"Yes, I am ready, after all that I have seen and heard, I am ready to confess him a prophet sent from God."

"He is far more than a prophet, O Rabbi Amos," answered John. "Never prophet did the works Jesus does. It seems that all power is at his command. If you witnessed what I witness daily, as he traverses Judea, you would say that he was Jehovah descended to earth in human form."

"Nay, do not blaspheme, young man," said Rabbi Amos, with some severity of reproof.

John bowed his head in reverence to the rebuke of the Rabbi, but nevertheless answered respectfully and firmly. "Never man did like him. If he be not God in the flesh, he is an angel in flesh invested with divine power."

"If he be the Messiah," I said, "he cannot be an angel, for are not the prophecies clear that the Messiah shall be 'a man of sorrows'? Is he not to be 'the seed of the woman'? a man and not an angel?"

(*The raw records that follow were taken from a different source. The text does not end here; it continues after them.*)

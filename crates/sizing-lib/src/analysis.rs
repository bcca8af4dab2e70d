//! Sizing run orchestration
//!
//! Enumerates workloads and node groups concurrently, runs the engine,
//! then prices the shortlisted candidates with bounded concurrency. The
//! whole run shares one deadline: enumeration past the deadline is fatal,
//! pricing past the deadline degrades to `unavailable` quotes.

use crate::aggregator::{self, Aggregation, WorkloadSource};
use crate::capacity::{self, NodeGroupSource};
use crate::catalog::InstanceCatalog;
use crate::config::SizingConfig;
use crate::engine::{RecommendationEngine, SizedCandidate};
use crate::error::{Result, SizingError};
use crate::models::{ClusterCapacity, PricingQuote, RequiredResources};
use crate::observability::StructuredLogger;
use crate::pricing::PricingResolver;
use crate::report::{self, CapacityReport, SizingReport};
use std::collections::HashMap;
use std::sync::Arc;
use tokio::sync::Semaphore;
use tokio::task::JoinSet;
use tokio::time::Instant;
use tracing::{debug, warn};

/// A configured sizing run
pub struct Analyzer {
    config: SizingConfig,
    catalog: InstanceCatalog,
    workloads: Arc<dyn WorkloadSource>,
    node_groups: Arc<dyn NodeGroupSource>,
    resolver: PricingResolver,
    logger: StructuredLogger,
    detailed: bool,
}

/// Builder for [`Analyzer`]
#[derive(Default)]
pub struct AnalyzerBuilder {
    config: Option<SizingConfig>,
    catalog: Option<InstanceCatalog>,
    workloads: Option<Arc<dyn WorkloadSource>>,
    node_groups: Option<Arc<dyn NodeGroupSource>>,
    resolver: Option<PricingResolver>,
    logger: Option<StructuredLogger>,
    detailed: bool,
}

impl AnalyzerBuilder {
    pub fn new() -> Self {
        Self::default()
    }

    pub fn config(mut self, config: SizingConfig) -> Self {
        self.config = Some(config);
        self
    }

    pub fn catalog(mut self, catalog: InstanceCatalog) -> Self {
        self.catalog = Some(catalog);
        self
    }

    pub fn workload_source(mut self, source: Arc<dyn WorkloadSource>) -> Self {
        self.workloads = Some(source);
        self
    }

    pub fn node_group_source(mut self, source: Arc<dyn NodeGroupSource>) -> Self {
        self.node_groups = Some(source);
        self
    }

    pub fn pricing(mut self, resolver: PricingResolver) -> Self {
        self.resolver = Some(resolver);
        self
    }

    pub fn logger(mut self, logger: StructuredLogger) -> Self {
        self.logger = Some(logger);
        self
    }

    /// Include per-workload usage in reports
    pub fn detailed(mut self, detailed: bool) -> Self {
        self.detailed = detailed;
        self
    }

    pub fn build(self) -> Result<Analyzer> {
        let workloads = self
            .workloads
            .ok_or_else(|| SizingError::InvalidConfig("workload source not set".to_string()))?;
        let node_groups = self
            .node_groups
            .ok_or_else(|| SizingError::InvalidConfig("node group source not set".to_string()))?;
        let logger = self.logger.unwrap_or_default();

        Ok(Analyzer {
            config: self.config.unwrap_or_default(),
            catalog: self.catalog.unwrap_or_default(),
            workloads,
            node_groups,
            resolver: self
                .resolver
                .unwrap_or_else(|| PricingResolver::new(logger.clone())),
            logger,
            detailed: self.detailed,
        })
    }
}

impl Analyzer {
    pub fn builder() -> AnalyzerBuilder {
        AnalyzerBuilder::new()
    }

    pub fn config(&self) -> &SizingConfig {
        &self.config
    }

    /// Run the full sizing pipeline
    pub async fn run(&self) -> Result<SizingReport> {
        self.config.validate()?;
        // An empty allow-list slice is fatal before any cluster call is made
        let engine = RecommendationEngine::new(
            &self.catalog,
            &self.config.allowed_families,
            self.config.top_n,
        )?;
        let deadline = Instant::now() + self.config.timeout();

        self.logger.log_run_started(
            &self.config.region,
            self.config.headroom_fraction,
            &self.config.allowed_families,
        );

        let (aggregation, capacity) = self.collect_inputs(deadline).await?;
        let required = RequiredResources::from_requested(
            &aggregation.totals.requested,
            self.config.headroom_fraction,
        );
        debug!(
            required_cpu_cores = required.cpu_cores,
            required_memory_gib = required.memory_gib,
            "Computed headroom-adjusted requirement"
        );

        let shortlist = engine.shortlist(&required);
        let quotes = self.price(&shortlist, deadline).await;
        let recommendation = engine.assemble(shortlist, &quotes, &self.config.region)?;

        self.logger
            .log_recommendation(&recommendation.recommended, recommendation.alternatives.len());

        Ok(report::assemble(
            self.logger.cluster(),
            &self.config.region,
            aggregation,
            capacity,
            required,
            recommendation,
            self.detailed,
        ))
    }

    /// Demand and current capacity only, no recommendation or pricing
    pub async fn inspect(&self) -> Result<CapacityReport> {
        self.config.validate()?;
        let deadline = Instant::now() + self.config.timeout();
        let (aggregation, capacity) = self.collect_inputs(deadline).await?;

        Ok(report::assemble_capacity(
            self.logger.cluster(),
            aggregation,
            capacity,
            self.config.headroom_fraction,
            self.detailed,
        ))
    }

    /// Enumerate workloads and node groups concurrently; both must succeed
    async fn collect_inputs(&self, deadline: Instant) -> Result<(Aggregation, ClusterCapacity)> {
        let workloads = aggregator::collect(self.workloads.as_ref());
        let node_groups = capacity::collect(self.node_groups.as_ref(), &self.catalog);

        let (aggregation, capacity) =
            tokio::time::timeout_at(deadline, async { tokio::try_join!(workloads, node_groups) })
                .await
                .map_err(|_| SizingError::Timeout {
                    stage: "cluster enumeration",
                })??;

        self.logger.log_aggregation(
            &aggregation.totals,
            aggregation.zero_request_workloads.len(),
            aggregation.daemonset_count,
        );
        self.logger.log_capacity(&capacity);

        Ok((aggregation, capacity))
    }

    /// Price shortlisted candidates, at most `pricing_concurrency` at a time.
    ///
    /// Lookups still running at the deadline are abandoned; their candidates
    /// are missing from the returned map.
    async fn price(
        &self,
        shortlist: &[SizedCandidate],
        deadline: Instant,
    ) -> HashMap<String, PricingQuote> {
        let semaphore = Arc::new(Semaphore::new(self.config.pricing_concurrency));
        let mut tasks = JoinSet::new();

        for candidate in shortlist {
            let instance_type = candidate.spec.name.clone();
            let region = self.config.region.clone();
            let resolver = self.resolver.clone();
            let semaphore = Arc::clone(&semaphore);

            tasks.spawn(async move {
                let _permit = semaphore.acquire_owned().await.ok()?;
                Some(resolver.resolve(&instance_type, &region).await)
            });
        }

        let mut quotes = HashMap::with_capacity(shortlist.len());
        let mut timed_out = false;

        loop {
            match tokio::time::timeout_at(deadline, tasks.join_next()).await {
                Ok(Some(Ok(Some(quote)))) => {
                    quotes.insert(quote.instance_type.clone(), quote);
                }
                Ok(Some(Ok(None))) => {}
                Ok(Some(Err(e))) => {
                    warn!(error = %e, "Pricing task failed");
                }
                Ok(None) => break,
                Err(_) => {
                    timed_out = true;
                    tasks.abort_all();
                    break;
                }
            }
        }

        if timed_out {
            for candidate in shortlist {
                if !quotes.contains_key(&candidate.spec.name) {
                    self.logger
                        .log_pricing_timed_out(&candidate.spec.name, &self.config.region);
                }
            }
        }

        quotes
    }
}

#[cfg(test)]
mod tests {
    use super::*;
    use crate::aggregator::StaticWorkloads;
    use crate::capacity::StaticNodeGroups;
    use crate::models::{NodeGroup, PricingSource, WorkloadDescriptor};
    use crate::pricing::PriceSource;
    use async_trait::async_trait;
    use std::sync::atomic::{AtomicUsize, Ordering};
    use std::time::Duration;

    struct SlowSource {
        delay: Duration,
        in_flight: AtomicUsize,
        max_in_flight: AtomicUsize,
    }

    #[async_trait]
    impl PriceSource for SlowSource {
        fn name(&self) -> &str {
            "slow"
        }

        async fn hourly_price(&self, _instance_type: &str, _region: &str) -> anyhow::Result<f64> {
            let now = self.in_flight.fetch_add(1, Ordering::SeqCst) + 1;
            self.max_in_flight.fetch_max(now, Ordering::SeqCst);
            tokio::time::sleep(self.delay).await;
            self.in_flight.fetch_sub(1, Ordering::SeqCst);
            Ok(0.1)
        }
    }

    fn slow_source(delay: Duration) -> Arc<SlowSource> {
        Arc::new(SlowSource {
            delay,
            in_flight: AtomicUsize::new(0),
            max_in_flight: AtomicUsize::new(0),
        })
    }

    fn analyzer(config: SizingConfig, resolver: PricingResolver) -> Analyzer {
        Analyzer::builder()
            .config(config)
            .workload_source(Arc::new(StaticWorkloads(Vec::<WorkloadDescriptor>::new())))
            .node_group_source(Arc::new(StaticNodeGroups(vec![NodeGroup {
                name: "default".to_string(),
                instance_type: "m5.large".to_string(),
                current_nodes: 3,
                desired_capacity: 3,
                min_size: 3,
                max_size: 6,
            }])))
            .pricing(resolver)
            .build()
            .unwrap()
    }

    #[tokio::test]
    async fn test_pricing_concurrency_is_bounded() {
        let source = slow_source(Duration::from_millis(20));
        let config = SizingConfig {
            pricing_concurrency: 2,
            ..Default::default()
        };
        let report = analyzer(config, PricingResolver::default().with_community(source.clone()))
            .run()
            .await
            .unwrap();

        assert!(source.max_in_flight.load(Ordering::SeqCst) <= 2);
        assert!(report
            .recommendation
            .alternatives
            .iter()
            .all(|c| c.pricing.source == PricingSource::Community));
        assert!(!report.degraded);
    }

    #[tokio::test(start_paused = true)]
    async fn test_deadline_degrades_pricing() {
        let config = SizingConfig {
            timeout_secs: 1,
            ..Default::default()
        };
        let resolver =
            PricingResolver::default().with_community(slow_source(Duration::from_secs(30)));

        let report = analyzer(config, resolver).run().await.unwrap();

        assert_eq!(report.recommendation.alternatives.len(), 5);
        assert!(report
            .recommendation
            .alternatives
            .iter()
            .all(|c| c.pricing.source == PricingSource::Unavailable && c.hourly_cost == 0.0));
        assert!(report.degraded);
    }

    #[tokio::test]
    async fn test_builder_requires_sources() {
        let err = Analyzer::builder().build().err().unwrap();
        assert!(matches!(err, SizingError::InvalidConfig(_)));
    }

    #[tokio::test]
    async fn test_inspect_skips_pricing() {
        let source = slow_source(Duration::from_millis(1));
        let report = analyzer(
            SizingConfig::default(),
            PricingResolver::default().with_community(source.clone()),
        )
        .inspect()
        .await
        .unwrap();

        assert_eq!(report.capacity.total_cpu_cores, 6.0);
        assert_eq!(source.max_in_flight.load(Ordering::SeqCst), 0);
    }
}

"Yes," answered John, "you remember well the prophecies. I firmly believe Jesus to be the Messiah, the Son of God. Yet, what he is more than man, what he is less than God, is incomprehensible to me and to my fellow-disciples. We wonder, love and adore! At one moment we feel like embracing him as a brother dearly beloved; at another, we are ready to fall at his feet and worship him. I have seen him weep at beholding the miseries of the diseased wretches which were dragged into his presence, and then with a touch—with a word, heal them; and they would stand before him in the purity and beauty of health and strong manhood."

"And yet," said Nicodemus, a rich Pharisee, who entered as John was first speaking, and listened without interrupting, "and yet, young man, I heard you say that Jesus, of whom you and all men relate such mighty deeds, has remained at Bethany to recover from his fatigue. How can a man who holds all sickness in his power, be subject to mere weariness of body? I would say unto him, Physician, heal thyself!"

This was spoken with a tone of incredulity by this learned ruler of the Jews, and, stroking his snowy beard, he waited of John a reply.

"So far as I can learn the character of Jesus," replied John, "his healing power over diseases is not for his own good. He uses his power to work miracles for the benefit of others through love and compassion. Being a man with this divine power dwelling in him for us, he is subject to infirmities as a man; he hungers, thirsts, wearies, suffers, as a man. I have seen him heal a nobleman's son by a word, and the next moment seat himself, supporting his aching head upon his hand, looking pale and languid, for his labors of love are vast, and he is often overcome by them. Once Simon Peter, seeing him ready to sink with weariness, after healing all day, asked him and said, 'Master, thou givest strength to others; why suffer thyself, when all health and strength are in thee as in a living well, to be weary?'

"'It is not my desire to escape human infirmities by any power my Father hath bestowed upon me for the good of men. Through suffering only can I draw all men after me!' he replied."